Look through the entries below for the string "Reliagraph", and copy each line where it is found.
- Opening Delimiter -
// SPDX-FileCopyrightText: 2026 Bruno Meilick
// SPDX-License-Identifier: LicenseRef-Reliagraph-FreeUse-NoCopy-NoDerivatives
//
// All rights reserved.
//
// This file is part of Reliagraph and is proprietary software.
// Unauthorized copying, modification, or distribution is prohibited.

use proptest::prelude::*;
use rstest::rstest;

use super::{check_new_edge, cycles, is_acyclic, reachable, would_create_cycle};
use crate::error::ValidationError;
use crate::model::fixtures::{basic, chain_abc, eid, empty_diagram, nid, small_dag};
use crate::model::{Diagram, Edge};

fn with_nodes(ids: &[&str]) -> Diagram {
    let mut diagram = empty_diagram("test");
    for id in ids {
        diagram.nodes_mut().push(basic(id));
    }
    diagram
}

#[test]
fn reverse_edge_on_two_nodes_is_rejected() {
    let mut diagram = with_nodes(&["a", "b"]);

    check_new_edge(&diagram, &nid("a"), &nid("b")).expect("a -> b is fine");
    diagram
        .edges_mut()
        .push(Edge::new(eid("e1"), nid("a"), nid("b")));

    let err = check_new_edge(&diagram, &nid("b"), &nid("a")).unwrap_err();
    assert_eq!(
        err,
        ValidationError::Cycle {
            from: nid("b"),
            to: nid("a"),
        }
    );
    assert_eq!(diagram.edges().len(), 1);
    assert_eq!(diagram.edges()[0].source(), &nid("a"));
}

#[rstest]
#[case::empty(with_nodes(&["a"]))]
#[case::chain(chain_abc())]
#[case::dag(small_dag())]
fn self_loops_are_always_rejected(#[case] diagram: Diagram) {
    assert!(would_create_cycle(diagram.edges(), &nid("a"), &nid("a")));
    assert!(matches!(
        check_new_edge(&diagram, &nid("a"), &nid("a")),
        Err(ValidationError::Cycle { .. })
    ));
}

#[rstest]
#[case("c", "a", true)]
#[case("a", "c", false)]
#[case("b", "a", true)]
#[case("c", "b", true)]
#[case("a", "b", false)]
fn chain_candidates(#[case] source: &str, #[case] target: &str, #[case] cyclic: bool) {
    let diagram = chain_abc();
    assert_eq!(
        would_create_cycle(diagram.edges(), &nid(source), &nid(target)),
        cyclic
    );
}

#[test]
fn diamond_back_edge_is_rejected_but_shortcut_is_not() {
    let diagram = small_dag();
    assert!(would_create_cycle(diagram.edges(), &nid("d"), &nid("a")));
    assert!(!would_create_cycle(diagram.edges(), &nid("a"), &nid("d")));
    assert!(!would_create_cycle(diagram.edges(), &nid("b"), &nid("c")));
}

#[test]
fn unknown_endpoints_are_validation_errors() {
    let diagram = chain_abc();
    assert_eq!(
        check_new_edge(&diagram, &nid("a"), &nid("zzz")),
        Err(ValidationError::UnknownNode {
            node_id: nid("zzz")
        })
    );
    assert_eq!(
        check_new_edge(&diagram, &nid("zzz"), &nid("a")),
        Err(ValidationError::UnknownNode {
            node_id: nid("zzz")
        })
    );
}

#[test]
fn walk_terminates_on_an_already_cyclic_edge_set() {
    let mut diagram = with_nodes(&["a", "b", "c", "d"]);
    diagram
        .edges_mut()
        .push(Edge::new(eid("e:ab"), nid("a"), nid("b")));
    diagram
        .edges_mut()
        .push(Edge::new(eid("e:ba"), nid("b"), nid("a")));

    // c is unreachable from a; the a <-> b loop must not spin forever.
    assert!(!would_create_cycle(diagram.edges(), &nid("c"), &nid("a")));
    assert!(would_create_cycle(diagram.edges(), &nid("b"), &nid("a")));
    assert_eq!(cycles(&diagram), vec![vec![nid("a"), nid("b")]]);
    assert!(!is_acyclic(&diagram));
}

#[test]
fn cycles_reports_self_loops_and_is_empty_for_dags() {
    assert!(cycles(&small_dag()).is_empty());
    assert!(is_acyclic(&chain_abc()));

    let mut diagram = with_nodes(&["a"]);
    diagram
        .edges_mut()
        .push(Edge::new(eid("e:aa"), nid("a"), nid("a")));
    assert_eq!(cycles(&diagram), vec![vec![nid("a")]]);
}

#[test]
fn reachable_follows_edges_forward() {
    let diagram = small_dag();
    assert_eq!(
        reachable(&diagram, &nid("b")),
        vec![nid("b"), nid("d")]
    );
    assert_eq!(reachable(&diagram, &nid("a")).len(), 4);
    assert!(reachable(&diagram, &nid("missing")).is_empty());
}

proptest! {
    #[test]
    fn gated_insertions_keep_the_edge_set_acyclic(
        candidates in prop::collection::vec((0usize..8, 0usize..8), 0..64)
    ) {
        let names = ["n0", "n1", "n2", "n3", "n4", "n5", "n6", "n7"];
        let mut diagram = with_nodes(&names);

        for (index, (source, target)) in candidates.into_iter().enumerate() {
            let source = nid(names[source]);
            let target = nid(names[target]);
            if check_new_edge(&diagram, &source, &target).is_ok() {
                diagram
                    .edges_mut()
                    .push(Edge::new(eid(&format!("e{index}")), source, target));
            }
        }

        prop_assert!(is_acyclic(&diagram));
    }
}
- Closing Delimiter -
Result below:
// SPDX-License-Identifier: LicenseRef-Reliagraph-FreeUse-NoCopy-NoDerivatives
// This file is part of Reliagraph and is proprietary software.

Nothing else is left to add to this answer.